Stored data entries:
■ ■ ■
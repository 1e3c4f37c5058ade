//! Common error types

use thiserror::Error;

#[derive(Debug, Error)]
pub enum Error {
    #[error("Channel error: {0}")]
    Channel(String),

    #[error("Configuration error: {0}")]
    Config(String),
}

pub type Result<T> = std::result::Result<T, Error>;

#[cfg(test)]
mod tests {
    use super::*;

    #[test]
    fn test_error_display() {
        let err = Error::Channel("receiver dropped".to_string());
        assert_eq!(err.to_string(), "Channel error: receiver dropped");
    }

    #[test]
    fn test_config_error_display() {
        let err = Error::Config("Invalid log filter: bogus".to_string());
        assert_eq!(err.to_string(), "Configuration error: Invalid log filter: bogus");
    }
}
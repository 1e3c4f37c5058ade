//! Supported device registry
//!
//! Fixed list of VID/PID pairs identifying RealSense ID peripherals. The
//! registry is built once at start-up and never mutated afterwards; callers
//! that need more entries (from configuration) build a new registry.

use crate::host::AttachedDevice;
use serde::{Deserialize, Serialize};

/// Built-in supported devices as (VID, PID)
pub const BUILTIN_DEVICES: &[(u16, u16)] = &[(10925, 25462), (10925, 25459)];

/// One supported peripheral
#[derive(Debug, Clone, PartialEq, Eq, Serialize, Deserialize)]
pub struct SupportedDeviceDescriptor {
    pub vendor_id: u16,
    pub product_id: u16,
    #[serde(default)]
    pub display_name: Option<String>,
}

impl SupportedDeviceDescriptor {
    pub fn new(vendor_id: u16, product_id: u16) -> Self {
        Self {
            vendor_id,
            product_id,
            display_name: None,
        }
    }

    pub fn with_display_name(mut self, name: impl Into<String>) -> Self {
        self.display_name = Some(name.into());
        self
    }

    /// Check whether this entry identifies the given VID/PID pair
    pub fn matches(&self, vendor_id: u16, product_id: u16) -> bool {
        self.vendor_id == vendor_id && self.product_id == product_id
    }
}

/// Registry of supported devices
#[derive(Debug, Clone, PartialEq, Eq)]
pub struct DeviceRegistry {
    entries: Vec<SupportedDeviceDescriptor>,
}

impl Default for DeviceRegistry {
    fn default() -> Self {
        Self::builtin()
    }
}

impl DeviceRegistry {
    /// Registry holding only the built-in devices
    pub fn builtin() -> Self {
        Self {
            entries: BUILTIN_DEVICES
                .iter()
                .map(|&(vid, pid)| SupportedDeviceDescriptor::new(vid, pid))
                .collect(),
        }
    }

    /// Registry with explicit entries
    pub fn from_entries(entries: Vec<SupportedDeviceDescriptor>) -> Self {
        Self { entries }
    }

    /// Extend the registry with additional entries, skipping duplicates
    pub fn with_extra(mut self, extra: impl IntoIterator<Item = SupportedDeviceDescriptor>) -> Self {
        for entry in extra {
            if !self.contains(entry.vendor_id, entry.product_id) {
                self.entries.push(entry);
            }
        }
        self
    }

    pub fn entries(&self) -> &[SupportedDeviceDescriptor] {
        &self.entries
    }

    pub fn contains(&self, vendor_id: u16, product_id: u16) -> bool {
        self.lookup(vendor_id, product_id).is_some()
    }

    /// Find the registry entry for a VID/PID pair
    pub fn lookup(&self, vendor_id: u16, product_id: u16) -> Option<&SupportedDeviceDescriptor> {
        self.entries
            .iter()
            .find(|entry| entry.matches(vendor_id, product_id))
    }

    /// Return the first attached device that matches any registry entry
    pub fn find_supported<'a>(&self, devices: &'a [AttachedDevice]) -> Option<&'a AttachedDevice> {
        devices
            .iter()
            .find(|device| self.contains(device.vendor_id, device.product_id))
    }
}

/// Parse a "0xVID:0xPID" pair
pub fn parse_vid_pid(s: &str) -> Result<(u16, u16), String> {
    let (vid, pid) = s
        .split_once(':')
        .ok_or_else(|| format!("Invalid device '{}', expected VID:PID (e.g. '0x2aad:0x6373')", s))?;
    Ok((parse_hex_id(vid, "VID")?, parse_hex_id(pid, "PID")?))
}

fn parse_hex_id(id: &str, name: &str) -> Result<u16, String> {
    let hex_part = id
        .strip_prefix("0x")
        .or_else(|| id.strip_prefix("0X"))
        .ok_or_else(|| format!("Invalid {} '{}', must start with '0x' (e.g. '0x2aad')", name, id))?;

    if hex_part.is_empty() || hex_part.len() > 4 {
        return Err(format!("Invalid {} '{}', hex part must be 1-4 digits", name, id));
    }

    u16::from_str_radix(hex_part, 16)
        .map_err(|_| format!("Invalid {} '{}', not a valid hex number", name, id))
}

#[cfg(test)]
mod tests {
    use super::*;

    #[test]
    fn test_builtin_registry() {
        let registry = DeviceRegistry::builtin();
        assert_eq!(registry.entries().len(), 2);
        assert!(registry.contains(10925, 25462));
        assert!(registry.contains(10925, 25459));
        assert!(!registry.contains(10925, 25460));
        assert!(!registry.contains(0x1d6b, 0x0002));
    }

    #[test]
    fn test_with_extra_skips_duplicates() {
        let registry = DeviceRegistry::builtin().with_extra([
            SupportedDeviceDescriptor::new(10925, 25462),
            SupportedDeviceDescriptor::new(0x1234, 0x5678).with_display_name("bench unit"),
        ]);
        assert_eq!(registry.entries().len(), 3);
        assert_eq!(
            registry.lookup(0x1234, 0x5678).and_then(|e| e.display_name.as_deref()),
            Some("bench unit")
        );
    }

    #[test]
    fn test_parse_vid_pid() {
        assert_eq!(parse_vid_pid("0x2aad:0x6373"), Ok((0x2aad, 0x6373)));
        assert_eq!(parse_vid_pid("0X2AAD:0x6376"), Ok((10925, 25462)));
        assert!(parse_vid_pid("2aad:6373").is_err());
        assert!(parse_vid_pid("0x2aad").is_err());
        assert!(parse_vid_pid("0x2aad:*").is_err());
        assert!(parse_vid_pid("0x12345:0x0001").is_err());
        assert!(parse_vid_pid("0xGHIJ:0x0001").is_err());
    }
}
■ ■ ■
YOUR TASK:
A word-for-word copy of the lines above from the one with "let hex_part = id" through the one with "assert_eq!(registry.entries().len(), 2);", inclusive, is the only output wanted.

RESULT:
    let hex_part = id
        .strip_prefix("0x")
        .or_else(|| id.strip_prefix("0X"))
        .ok_or_else(|| format!("Invalid {} '{}', must start with '0x' (e.g. '0x2aad')", name, id))?;

    if hex_part.is_empty() || hex_part.len() > 4 {
        return Err(format!("Invalid {} '{}', hex part must be 1-4 digits", name, id));
    }

    u16::from_str_radix(hex_part, 16)
        .map_err(|_| format!("Invalid {} '{}', not a valid hex number", name, id))
}

#[cfg(test)]
mod tests {
    use super::*;

    #[test]
    fn test_builtin_registry() {
        let registry = DeviceRegistry::builtin();
        assert_eq!(registry.entries().len(), 2);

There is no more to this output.